Monday, July 31, 2017

Mélisande by Philippa Lodge


I’m not Catholic – not very religious at all, in fact – so the fact that part of the story is a young woman’s conversion to Catholicism surprised me, too. It was the dominant and official religion in France in the seventeenth century, of course, but magic was still a major player. France had dabbled in witchcraft trials for a while, but never with the intensity of the Spanish Inquisition and the English and their colonies. At the time I’ve set this story, the court scandal was not that people consulted witches and bought potions from them, but that some of those potions were poison bought to free unhappy spouses and greedy heirs.

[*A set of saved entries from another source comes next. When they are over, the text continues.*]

// Client-side behaviour of the HTML report. Expects `REPORT_DATA` and
// `imageToPdfBytes` (from `report::pdf`) to be defined before it runs.

pub(crate) const JPEG_QUALITY: &str = "0.95";

pub(crate) const REPORT_JS: &str = r#"
function initTableFilters(table) {
  const inputs = table.querySelectorAll('thead input[data-col]');
  const rows = table.querySelectorAll('tbody tr');
  function apply() {
    rows.forEach(row => {
      let visible = true;
      inputs.forEach(input => {
        if (!visible) return;
        const value = input.value.trim();
        if (!value) return;
        const cell = row.children[parseInt(input.dataset.col, 10)];
        if (!cell) return;
        const text = cell.innerText.trim();
        if (input.dataset.type === 'number') {
          const min = parseFloat(value);
          const cellValue = parseFloat(text);
          if (isNaN(min) || isNaN(cellValue)) return;
          if (cellValue < min) visible = false;
        } else if (!text.toLowerCase().includes(value.toLowerCase())) {
          visible = false;
        }
      });
      row.style.display = visible ? '' : 'none';
    });
  }
  inputs.forEach(input => input.addEventListener('input', apply));
  apply();
}

function exportRows(table) {
  const head = table.tHead ? Array.from(table.tHead.rows).filter(r => !r.classList.contains('filters')) : [];
  const body = table.tBodies.length ? Array.from(table.tBodies[0].rows).filter(r => r.style.display !== 'none') : [];
  return head.concat(body);
}

function tableToTSV(table) {
  return exportRows(table)
    .map(row => Array.from(row.cells).map(cell => cell.innerText.replace(/\s+/g, ' ').trim()).join('\t'))
    .join('\n') + '\n';
}

function downloadBlob(content, filename, mime) {
  const blob = content instanceof Blob ? content : new Blob([content], { type: mime });
  const link = document.createElement('a');
  link.href = URL.createObjectURL(blob);
  link.download = filename;
  document.body.appendChild(link);
  link.click();
  setTimeout(() => { URL.revokeObjectURL(link.href); link.remove(); }, 0);
}

function slugify(text) {
  return (text || 'polyat').toLowerCase().replace(/[^a-z0-9]+/g, '_').replace(/^_|_$/g, '') || 'polyat';
}

function withWhiteBackground(canvas) {
  const out = document.createElement('canvas');
  out.width = canvas.width;
  out.height = canvas.height;
  const ctx = out.getContext('2d');
  ctx.fillStyle = '#fff';
  ctx.fillRect(0, 0, out.width, out.height);
  ctx.drawImage(canvas, 0, 0);
  return out;
}

function renderTableCanvas(table) {
  const rows = exportRows(table);
  const scale = window.devicePixelRatio || 1;
  const width = Math.max(1, Math.round(table.getBoundingClientRect().width));
  const height = Math.max(1, Math.round(rows.reduce((h, r) => h + (r.getBoundingClientRect().height || 0), 0)));
  const canvas = document.createElement('canvas');
  canvas.width = Math.round(width * scale);
  canvas.height = Math.round(height * scale);
  const ctx = canvas.getContext('2d');
  ctx.scale(scale, scale);
  ctx.fillStyle = '#fff';
  ctx.fillRect(0, 0, width, height);
  const padding = 6;
  let y = 0;
  rows.forEach(row => {
    const rowHeight = row.getBoundingClientRect().height || 0;
    let x = 0;
    Array.from(row.cells).forEach(cell => {
      const cellWidth = cell.getBoundingClientRect().width || 0;
      const styles = window.getComputedStyle(cell);
      const bg = styles.backgroundColor && styles.backgroundColor !== 'rgba(0, 0, 0, 0)' ? styles.backgroundColor : '#fff';
      ctx.fillStyle = bg;
      ctx.fillRect(x, y, cellWidth, rowHeight);
      ctx.strokeStyle = '#ccc';
      ctx.lineWidth = 1;
      ctx.strokeRect(x + 0.5, y + 0.5, cellWidth, rowHeight);
      const fontSize = parseFloat(styles.fontSize) || 12;
      const fontWeight = styles.fontWeight && styles.fontWeight !== 'normal' ? styles.fontWeight : '400';
      ctx.font = `${fontWeight} ${fontSize}px ${styles.fontFamily || 'Arial'}`;
      ctx.fillStyle = styles.color || '#000';
      ctx.textBaseline = 'middle';
      const text = cell.innerText.trim();
      const maxWidth = Math.max(0, cellWidth - padding * 2);
      const align = styles.textAlign || 'center';
      if (align === 'left' || align === 'start') {
        ctx.textAlign = 'left';
        ctx.fillText(text, x + padding, y + rowHeight / 2, maxWidth);
      } else if (align === 'right' || align === 'end') {
        ctx.textAlign = 'right';
        ctx.fillText(text, x + cellWidth - padding, y + rowHeight / 2, maxWidth);
      } else {
        ctx.textAlign = 'center';
        ctx.fillText(text, x + cellWidth / 2, y + rowHeight / 2, maxWidth);
      }
      x += cellWidth;
    });
    y += rowHeight;
  });
  return canvas;
}

function canvasToPdfBytes(canvas) {
  const flat = withWhiteBackground(canvas);
  const base64 = flat.toDataURL('image/jpeg', JPEG_QUALITY).split(',')[1];
  const binary = atob(base64);
  const jpeg = new Uint8Array(binary.length);
  for (let i = 0; i < binary.length; i++) {
    jpeg[i] = binary.charCodeAt(i);
  }
  return imageToPdfBytes(jpeg, flat.width, flat.height);
}

function downloadCanvasPNG(canvas, filename) {
  if (!canvas) return;
  const link = document.createElement('a');
  link.href = withWhiteBackground(canvas).toDataURL('image/png');
  link.download = filename;
  document.body.appendChild(link);
  link.click();
  link.remove();
}

function downloadCanvasPDF(canvas, filename) {
  if (!canvas) return;
  downloadBlob(canvasToPdfBytes(canvas), filename, 'application/pdf');
}

function drawHistogram(canvas, entries, messages) {
  const bars = [];
  if (!canvas) return bars;
  const ctx = canvas.getContext('2d');
  ctx.clearRect(0, 0, canvas.width, canvas.height);
  ctx.fillStyle = '#fff';
  ctx.fillRect(0, 0, canvas.width, canvas.height);
  const margin = 60;
  const width = canvas.width - margin * 2;
  const height = canvas.height - margin * 2;
  ctx.strokeStyle = '#333';
  ctx.fillStyle = '#333';
  ctx.lineWidth = 1;
  ctx.font = '12px Arial';
  ctx.beginPath();
  ctx.moveTo(margin, margin);
  ctx.lineTo(margin, margin + height);
  ctx.lineTo(margin + width, margin + height);
  ctx.stroke();
  if (!entries || entries.length === 0) {
    ctx.fillText(messages.empty, margin, margin);
    return bars;
  }
  const maxCount = Math.max(...entries.map(e => e[1]));
  if (!isFinite(maxCount) || maxCount <= 0) {
    ctx.fillText(messages.zero, margin, margin);
    return bars;
  }

  const yTicks = 5;
  ctx.fillStyle = '#000';
  ctx.textAlign = 'right';
  ctx.textBaseline = 'middle';
  for (let i = 0; i <= yTicks; i++) {
    const value = Math.round(i * maxCount / yTicks);
    const y = margin + height - (value / maxCount) * height;
    ctx.strokeStyle = '#eee';
    ctx.beginPath();
    ctx.moveTo(margin, y);
    ctx.lineTo(margin + width, y);
    ctx.stroke();
    ctx.strokeStyle = '#333';
    ctx.beginPath();
    ctx.moveTo(margin - 5, y);
    ctx.lineTo(margin, y);
    ctx.stroke();
    ctx.fillText(String(value), margin - 8, y);
  }
  ctx.textAlign = 'center';
  ctx.fillText('Count', margin - 35, margin - 20);
  ctx.fillText('Run length (nt)', margin + width / 2, margin + height + 45);

  const barWidth = width / entries.length;
  const minLength = entries[0][0];
  const span = Math.max(1, entries.length - 1);
  const xStep = Math.max(1, Math.round(span / Math.min(10, span)));
  ctx.textBaseline = 'top';
  for (let i = 0; i < entries.length; i += xStep) {
    const x = margin + i * barWidth + barWidth / 2;
    ctx.beginPath();
    ctx.moveTo(x, margin + height);
    ctx.lineTo(x, margin + height + 5);
    ctx.stroke();
    ctx.fillText(String(minLength + i), x, margin + height + 8);
  }

  ctx.fillStyle = '#4a90e2';
  entries.forEach((entry, index) => {
    const length = entry[0];
    const count = entry[1];
    const barHeight = (count / maxCount) * height;
    const h = barHeight || (count > 0 ? 1 : 0);
    const x = margin + index * barWidth + barWidth * 0.1;
    const y = margin + height - h;
    const w = barWidth * 0.8;
    ctx.fillRect(x, y, w, h);
    bars.push({ x, y, width: w, height: h, length, count });
  });
  return bars;
}

const tooltip = document.getElementById('histogram-tooltip');

function showTooltip(bar, event) {
  if (!tooltip) return;
  tooltip.textContent = `Length: ${bar.length} nt | Reads: ${bar.count}`;
  tooltip.style.display = 'block';
  tooltip.style.left = `${event.pageX}px`;
  tooltip.style.top = `${event.pageY}px`;
}

function hideTooltip() {
  if (tooltip) tooltip.style.display = 'none';
}

function attachHover(canvas, getBars) {
  if (!canvas) return;
  canvas.addEventListener('mousemove', event => {
    const rect = canvas.getBoundingClientRect();
    const sx = canvas.width / (rect.width || canvas.width);
    const sy = canvas.height / (rect.height || canvas.height);
    const x = (event.clientX - rect.left) * sx;
    const y = (event.clientY - rect.top) * sy;
    const bar = getBars().find(b => x >= b.x && x <= b.x + b.width && y >= b.y && y <= b.y + b.height);
    if (bar && bar.count > 0) {
      showTooltip(bar, event);
    } else {
      hideTooltip();
    }
  });
  canvas.addEventListener('mouseleave', hideTooltip);
}

function onClick(id, handler) {
  const el = document.getElementById(id);
  if (el) el.addEventListener('click', handler);
}

document.querySelectorAll('table[data-filterable]').forEach(initTableFilters);

document.querySelectorAll('[data-download-table]').forEach(button => {
  button.addEventListener('click', () => {
    const table = document.getElementById(button.dataset.downloadTable);
    if (!table) return;
    downloadBlob(tableToTSV(table), button.dataset.filename || 'table.tsv', 'text/tab-separated-values');
  });
});

document.querySelectorAll('[data-download-table-pdf]').forEach(button => {
  button.addEventListener('click', () => {
    const table = document.getElementById(button.dataset.downloadTablePdf);
    if (!table) return;
    const pdf = canvasToPdfBytes(renderTableCanvas(table));
    downloadBlob(pdf, `${slugify(button.dataset.title)}.pdf`, 'application/pdf');
  });
});

const sampleSelect = document.getElementById('histogram-sample');
const sampleCanvas = document.getElementById('histogram-canvas');
const combinedCanvas = document.getElementById('histogram-canvas-all');
let sampleBars = [];
let combinedBars = [];

function renderSampleHistogram(sample) {
  sampleBars = drawHistogram(sampleCanvas, REPORT_DATA.histogramData[sample] || [], {
    empty: `No data for selected sample (no runs >=${REPORT_DATA.histMinLength} nt).`,
    zero: 'All counts are zero for this sample.'
  });
}

function renderCombinedHistogram() {
  combinedBars = drawHistogram(combinedCanvas, REPORT_DATA.combinedHistogramData, {
    empty: 'No combined histogram data available.',
    zero: 'All combined counts are zero.'
  });
}

function selectedSample() {
  return sampleSelect && sampleSelect.value ? sampleSelect.value : 'sample';
}

attachHover(sampleCanvas, () => sampleBars);
attachHover(combinedCanvas, () => combinedBars);
onClick('download-sample-histogram', () => downloadCanvasPNG(sampleCanvas, `polyA_histogram_${selectedSample()}.png`));
onClick('download-sample-histogram-pdf', () => downloadCanvasPDF(sampleCanvas, `polyA_histogram_${selectedSample()}.pdf`));
onClick('download-combined-histogram', () => downloadCanvasPNG(combinedCanvas, 'polyA_histogram_combined.png'));
onClick('download-combined-histogram-pdf', () => downloadCanvasPDF(combinedCanvas, 'polyA_histogram_combined.pdf'));

if (sampleSelect) {
  sampleSelect.innerHTML = '';
  REPORT_DATA.histogramSamples.forEach(sample => {
    const option = document.createElement('option');
    option.value = sample;
    option.textContent = sample;
    sampleSelect.appendChild(option);
  });
  if (REPORT_DATA.histogramSamples.length > 0) {
    sampleSelect.value = REPORT_DATA.histogramSamples[0];
  }
  renderSampleHistogram(sampleSelect.value);
  sampleSelect.addEventListener('change', () => {
    hideTooltip();
    renderSampleHistogram(sampleSelect.value);
  });
}
renderCombinedHistogram();
"#;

Oh, and that the king’s official mistress, Madame de Montespan, might have been participating in satanic rituals. She might NOT have, too, as all the “evidence” was given under torture, when witches were saying anything at all to try to make it stop. But King Louis XIV had all the evidence gathered and locked away, then burned the box. He was probably protecting the children he had with her, as he had legitimized them and given them estates and titles and rich spouses, and not protecting her, precisely.

So anyway, a lot of Googling of saints and practices and churches and miracles later, and here we are.

Melisande is becoming Catholic to please her birth father and get enough money to support herself and her family. Lucas has been steeped in it from childhood and is in danger of becoming as rigid and angry as his godfather, who is Melisande’s father. He’s at a turning point in his life, though, where his godfather has shown his feet of clay, hunger for power, and hypocrisy one too many times. And along comes this element of his godfather’s past, the illegitimate child of the old days when the Comte was partying with witches. Let the struggle for the souls begin.